### WHAT YOU WILL DO
Exactly the lines from the one containing "h.registry.instance_managers().create(broken).unwrap();" through the end of the data below are to be reproduced, and nothing besides them.
*** Block opens ***
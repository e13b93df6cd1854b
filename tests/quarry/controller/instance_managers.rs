/*
 * Copyright (C) 2024 The Quarry Authors
 *
 * Licensed under the Apache License, Version 2.0 (the "License");
 * you may not use this file except in compliance with the License.
 * You may obtain a copy of the License at
 *
 * http://www.apache.org/licenses/LICENSE-2.0
 *
 * Unless required by applicable law or agreed to in writing, software
 * distributed under the License is distributed on an "AS IS" BASIS,
 * WITHOUT WARRANTIES OR CONDITIONS OF ANY KIND, either express or implied.
 * See the License for the specific language governing permissions and
 * limitations under the License.
 */

use std::collections::HashMap;

use quarry::quarry::api::types::{
    instance_manager_labels, label_key, InstanceManager, InstanceManagerSpec,
    InstanceManagerState, InstanceManagerType, InstanceState, ObjectMeta, LABEL_NODE,
};

use crate::support::{
    disk_spec, harness, kube_node_ready, ready_manager_pod, test_node, DEFAULT_IMAGE, GIB,
    NAMESPACE,
};

fn manager(
    name: &str,
    node: &str,
    image: &str,
    im_type: InstanceManagerType,
    state: InstanceManagerState,
    instances: HashMap<String, InstanceState>,
) -> InstanceManager {
    InstanceManager {
        metadata: ObjectMeta {
            name: name.to_string(),
            namespace: Some(NAMESPACE.to_string()),
            labels: instance_manager_labels(node, image, im_type),
            ..ObjectMeta::default()
        },
        spec: InstanceManagerSpec {
            image: image.to_string(),
            node_id: node.to_string(),
            im_type,
        },
        status: quarry::quarry::api::types::InstanceManagerStatus {
            current_state: state,
            instances,
        },
    }
}

#[tokio::test]
async fn image_rollout_waits_for_live_instances_to_drain() {
    let h = harness("node-1");
    h.disks.set_info("/mnt/d1", "fs-1", 100 * GIB, 80 * GIB);
    h.registry
        .nodes()
        .create(test_node("node-1", vec![("disk-1", disk_spec("/mnt/d1", 0))]))
        .unwrap();
    h.registry
        .pods()
        .create(ready_manager_pod("node-1"))
        .unwrap();
    h.registry
        .kube_nodes()
        .create(kube_node_ready("node-1"))
        .unwrap();

    // An engine manager on the previous image, still hosting live instances.
    h.registry
        .instance_managers()
        .create(manager(
            "im-old",
            "node-1",
            "quarry/instance-manager:v0",
            InstanceManagerType::Engine,
            InstanceManagerState::Running,
            HashMap::from([
                ("volume-a-e-0".to_string(), InstanceState::Running),
                ("volume-b-e-0".to_string(), InstanceState::Running),
            ]),
        ))
        .unwrap();

    h.sync("node-1").await.unwrap();
    let engines = h
        .ds()
        .list_instance_managers_by_node("node-1", InstanceManagerType::Engine)
        .unwrap();
    // Both the drained-image manager and the new default-image one coexist.
    assert_eq!(engines.len(), 2);
    assert!(engines.contains_key("im-old"));
    assert!(engines
        .values()
        .any(|im| im.spec.image == DEFAULT_IMAGE));

    // Once the instances drain, the stale manager goes away.
    let mut drained = h
        .registry
        .instance_managers()
        .get("im-old")
        .unwrap();
    drained.status.instances.clear();
    h.registry.instance_managers().update(drained).unwrap();

    h.sync("node-1").await.unwrap();
    let engines = h
        .ds()
        .list_instance_managers_by_node("node-1", InstanceManagerType::Engine)
        .unwrap();
    assert_eq!(engines.len(), 1);
    assert_eq!(engines.values().next().unwrap().spec.image, DEFAULT_IMAGE);
}

#[tokio::test]
async fn stopped_stale_managers_are_cleaned_up_immediately() {
    let h = harness("node-1");
    h.disks.set_info("/mnt/d1", "fs-1", 100 * GIB, 80 * GIB);
    h.registry
        .nodes()
        .create(test_node("node-1", vec![("disk-1", disk_spec("/mnt/d1", 0))]))
        .unwrap();
    h.registry
        .pods()
        .create(ready_manager_pod("node-1"))
        .unwrap();
    h.registry
        .kube_nodes()
        .create(kube_node_ready("node-1"))
        .unwrap();

    // Not running: live instances in the map no longer protect it.
    h.registry
        .instance_managers()
        .create(manager(
            "im-stopped",
            "node-1",
            "quarry/instance-manager:v0",
            InstanceManagerType::Engine,
            InstanceManagerState::Stopped,
            HashMap::from([("volume-a-e-0".to_string(), InstanceState::Stopped)]),
        ))
        .unwrap();

    h.sync("node-1").await.unwrap();
    let engines = h
        .ds()
        .list_instance_managers_by_node("node-1", InstanceManagerType::Engine)
        .unwrap();
    assert_eq!(engines.len(), 1);
    assert!(!engines.contains_key("im-stopped"));
    assert_eq!(engines.values().next().unwrap().spec.image, DEFAULT_IMAGE);
}

#[tokio::test]
async fn nodes_without_disks_get_no_replica_managers() {
    let h = harness("node-1");
    h.registry
        .nodes()
        .create(test_node("node-1", vec![]))
        .unwrap();
    h.registry
        .pods()
        .create(ready_manager_pod("node-1"))
        .unwrap();
    h.registry
        .kube_nodes()
        .create(kube_node_ready("node-1"))
        .unwrap();

    // Even a busy replica manager is torn down when the node has no disk.
    h.registry
        .instance_managers()
        .create(manager(
            "im-replica",
            "node-1",
            DEFAULT_IMAGE,
            InstanceManagerType::Replica,
            InstanceManagerState::Running,
            HashMap::from([("volume-a-r-0".to_string(), InstanceState::Running)]),
        ))
        .unwrap();

    h.sync("node-1").await.unwrap();
    assert!(h
        .ds()
        .list_instance_managers_by_node("node-1", InstanceManagerType::Replica)
        .unwrap()
        .is_empty());
    // The engine manager is still required.
    let engines = h
        .ds()
        .list_instance_managers_by_node("node-1", InstanceManagerType::Engine)
        .unwrap();
    assert_eq!(engines.len(), 1);
}

#[tokio::test]
async fn repeated_syncs_keep_a_single_default_manager_per_type() {
    let h = harness("node-1");
    h.disks.set_info("/mnt/d1", "fs-1", 100 * GIB, 80 * GIB);
    h.registry
        .nodes()
        .create(test_node("node-1", vec![("disk-1", disk_spec("/mnt/d1", 0))]))
        .unwrap();
    h.registry
        .pods()
        .create(ready_manager_pod("node-1"))
        .unwrap();
    h.registry
        .kube_nodes()
        .create(kube_node_ready("node-1"))
        .unwrap();

    h.sync("node-1").await.unwrap();
    h.sync("node-1").await.unwrap();

    for im_type in [InstanceManagerType::Engine, InstanceManagerType::Replica] {
        let managers = h
            .ds()
            .list_instance_managers_by_node("node-1", im_type)
            .unwrap();
        assert_eq!(managers.len(), 1);
        let im = managers.values().next().unwrap();
        assert_eq!(im.spec.image, DEFAULT_IMAGE);
        assert_eq!(
            im.metadata.labels.get(&label_key(LABEL_NODE)).unwrap(),
            "node-1"
        );
        assert!(!im.metadata.owner_references.is_empty());
        assert_eq!(im.metadata.owner_references[0].name, "node-1");
    }
}

#[tokio::test]
async fn inconsistent_node_labels_are_reported_as_bugs() {
    let h = harness("node-1");
    h.disks.set_info("/mnt/d1", "fs-1", 100 * GIB, 80 * GIB);
    h.registry
        .nodes()
        .create(test_node("node-1", vec![("disk-1", disk_spec("/mnt/d1", 0))]))
        .unwrap();
    h.registry
        .pods()
        .create(ready_manager_pod("node-1"))
        .unwrap();
    h.registry
        .kube_nodes()
        .create(kube_node_ready("node-1"))
        .unwrap();

    let mut broken = manager(
        "im-broken",
        "node-1",
        DEFAULT_IMAGE,
        InstanceManagerType::Engine,
        InstanceManagerState::Running,
        HashMap::new(),
    );
    broken
        .metadata
        .labels
        .insert(label_key(LABEL_NODE), "some-other-node".to_string());
    h.registry.instance_managers().create(broken).unwrap();

    let err = h.sync("node-1").await.expect_err("label mismatch is a bug");
    assert!(err.to_string().contains("BUG"), "got: {}", err);
}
*** Block closes ***
### RESPONSE AREA
    h.registry.instance_managers().create(broken).unwrap();

    let err = h.sync("node-1").await.expect_err("label mismatch is a bug");
    assert!(err.to_string().contains("BUG"), "got: {}", err);
}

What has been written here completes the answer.